Collected data entries

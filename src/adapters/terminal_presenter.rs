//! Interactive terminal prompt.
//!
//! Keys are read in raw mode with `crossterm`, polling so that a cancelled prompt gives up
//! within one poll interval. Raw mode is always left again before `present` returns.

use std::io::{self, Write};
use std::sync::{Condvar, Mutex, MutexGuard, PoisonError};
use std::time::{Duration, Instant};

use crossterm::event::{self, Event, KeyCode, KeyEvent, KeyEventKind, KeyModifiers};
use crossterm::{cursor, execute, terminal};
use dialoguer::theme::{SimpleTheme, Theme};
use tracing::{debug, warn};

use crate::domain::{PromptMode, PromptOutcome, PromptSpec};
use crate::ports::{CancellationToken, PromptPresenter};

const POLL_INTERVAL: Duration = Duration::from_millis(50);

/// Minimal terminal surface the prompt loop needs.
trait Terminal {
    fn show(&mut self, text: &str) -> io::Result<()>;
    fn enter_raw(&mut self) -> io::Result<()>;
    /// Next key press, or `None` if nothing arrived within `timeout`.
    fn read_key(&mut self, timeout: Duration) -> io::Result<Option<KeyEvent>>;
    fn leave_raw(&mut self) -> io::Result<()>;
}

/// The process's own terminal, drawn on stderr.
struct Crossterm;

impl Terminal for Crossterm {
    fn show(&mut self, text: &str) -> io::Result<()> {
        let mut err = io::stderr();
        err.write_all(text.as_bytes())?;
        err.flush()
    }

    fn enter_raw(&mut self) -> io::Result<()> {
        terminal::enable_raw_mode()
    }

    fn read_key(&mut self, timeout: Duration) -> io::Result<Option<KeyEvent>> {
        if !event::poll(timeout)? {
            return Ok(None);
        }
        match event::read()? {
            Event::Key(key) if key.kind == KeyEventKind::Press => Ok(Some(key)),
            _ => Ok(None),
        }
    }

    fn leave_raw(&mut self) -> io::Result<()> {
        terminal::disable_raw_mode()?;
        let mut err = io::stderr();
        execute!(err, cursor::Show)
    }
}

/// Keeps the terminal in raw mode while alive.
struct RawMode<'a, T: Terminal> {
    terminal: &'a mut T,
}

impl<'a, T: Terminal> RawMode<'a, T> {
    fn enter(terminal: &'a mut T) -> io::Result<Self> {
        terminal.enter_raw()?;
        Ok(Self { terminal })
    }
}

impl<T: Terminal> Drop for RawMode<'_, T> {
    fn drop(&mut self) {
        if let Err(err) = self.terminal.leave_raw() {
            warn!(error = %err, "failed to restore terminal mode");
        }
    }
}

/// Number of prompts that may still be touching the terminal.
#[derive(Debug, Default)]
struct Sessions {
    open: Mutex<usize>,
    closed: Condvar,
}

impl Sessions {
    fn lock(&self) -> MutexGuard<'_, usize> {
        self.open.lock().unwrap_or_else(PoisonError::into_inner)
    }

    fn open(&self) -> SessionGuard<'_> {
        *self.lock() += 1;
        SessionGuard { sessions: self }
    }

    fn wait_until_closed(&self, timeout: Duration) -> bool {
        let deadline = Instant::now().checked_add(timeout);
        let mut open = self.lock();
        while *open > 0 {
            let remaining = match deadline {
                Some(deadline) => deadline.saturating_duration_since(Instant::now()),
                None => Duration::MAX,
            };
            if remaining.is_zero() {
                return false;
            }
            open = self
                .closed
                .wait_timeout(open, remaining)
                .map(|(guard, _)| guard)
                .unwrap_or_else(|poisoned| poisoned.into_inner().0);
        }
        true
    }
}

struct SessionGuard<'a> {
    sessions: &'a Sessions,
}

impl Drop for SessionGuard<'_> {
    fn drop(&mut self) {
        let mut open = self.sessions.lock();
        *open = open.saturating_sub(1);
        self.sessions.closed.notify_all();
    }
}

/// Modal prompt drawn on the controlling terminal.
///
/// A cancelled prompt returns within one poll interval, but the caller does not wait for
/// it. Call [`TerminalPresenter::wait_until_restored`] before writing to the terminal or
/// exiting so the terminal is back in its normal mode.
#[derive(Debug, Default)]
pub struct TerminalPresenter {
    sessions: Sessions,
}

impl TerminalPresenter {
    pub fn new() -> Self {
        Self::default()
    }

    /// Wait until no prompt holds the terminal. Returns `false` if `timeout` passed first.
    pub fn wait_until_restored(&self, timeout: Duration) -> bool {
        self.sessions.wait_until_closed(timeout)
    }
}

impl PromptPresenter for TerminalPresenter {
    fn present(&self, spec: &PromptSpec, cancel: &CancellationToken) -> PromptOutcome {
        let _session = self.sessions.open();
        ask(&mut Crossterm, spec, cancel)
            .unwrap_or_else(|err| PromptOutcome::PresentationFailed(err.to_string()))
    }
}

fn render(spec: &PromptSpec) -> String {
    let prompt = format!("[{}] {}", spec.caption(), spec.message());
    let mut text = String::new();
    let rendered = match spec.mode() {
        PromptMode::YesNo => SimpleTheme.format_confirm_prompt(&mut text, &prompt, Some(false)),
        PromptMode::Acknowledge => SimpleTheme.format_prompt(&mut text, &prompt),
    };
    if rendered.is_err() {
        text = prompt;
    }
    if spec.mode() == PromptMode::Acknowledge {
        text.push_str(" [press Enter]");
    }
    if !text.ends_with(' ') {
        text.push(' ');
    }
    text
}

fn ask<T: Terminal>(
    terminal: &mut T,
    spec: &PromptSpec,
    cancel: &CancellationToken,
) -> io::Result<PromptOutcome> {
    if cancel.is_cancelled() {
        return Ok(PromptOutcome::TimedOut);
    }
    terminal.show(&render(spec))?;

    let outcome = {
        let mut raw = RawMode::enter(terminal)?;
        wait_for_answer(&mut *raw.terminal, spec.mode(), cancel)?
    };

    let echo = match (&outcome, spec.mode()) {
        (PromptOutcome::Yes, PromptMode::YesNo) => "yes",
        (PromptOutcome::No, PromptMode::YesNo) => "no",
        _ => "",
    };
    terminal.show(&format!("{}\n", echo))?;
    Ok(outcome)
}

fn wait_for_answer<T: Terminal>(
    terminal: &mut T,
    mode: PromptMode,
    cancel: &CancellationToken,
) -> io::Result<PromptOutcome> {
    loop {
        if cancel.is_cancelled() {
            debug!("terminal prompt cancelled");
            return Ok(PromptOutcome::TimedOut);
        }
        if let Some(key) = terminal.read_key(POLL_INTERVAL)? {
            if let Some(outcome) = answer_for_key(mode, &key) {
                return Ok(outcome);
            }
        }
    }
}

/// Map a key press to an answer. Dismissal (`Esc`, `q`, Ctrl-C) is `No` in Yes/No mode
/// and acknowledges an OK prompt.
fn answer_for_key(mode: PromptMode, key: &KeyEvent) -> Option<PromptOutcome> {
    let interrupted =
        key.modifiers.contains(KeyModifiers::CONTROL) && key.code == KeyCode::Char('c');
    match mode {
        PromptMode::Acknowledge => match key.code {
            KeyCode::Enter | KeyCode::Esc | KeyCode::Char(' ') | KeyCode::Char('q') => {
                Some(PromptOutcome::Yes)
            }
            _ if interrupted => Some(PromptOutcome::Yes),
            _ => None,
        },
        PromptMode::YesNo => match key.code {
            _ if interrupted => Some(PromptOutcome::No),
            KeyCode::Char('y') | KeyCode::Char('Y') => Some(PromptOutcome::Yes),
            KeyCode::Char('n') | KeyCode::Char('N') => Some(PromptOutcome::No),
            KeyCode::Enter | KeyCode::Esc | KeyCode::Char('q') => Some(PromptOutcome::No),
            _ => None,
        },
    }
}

- **ACTIVITY**: Look above for the line that contains "fn render(spec: &PromptSpec)". Starting there, transcribe every line exactly until you have copied the line that contains "PromptMode::YesNo => SimpleTheme.format_confirm_prompt(&mut".

- **THE ANSWER**:
fn render(spec: &PromptSpec) -> String {
    let prompt = format!("[{}] {}", spec.caption(), spec.message());
    let mut text = String::new();
    let rendered = match spec.mode() {
        PromptMode::YesNo => SimpleTheme.format_confirm_prompt(&mut text, &prompt, Some(false)),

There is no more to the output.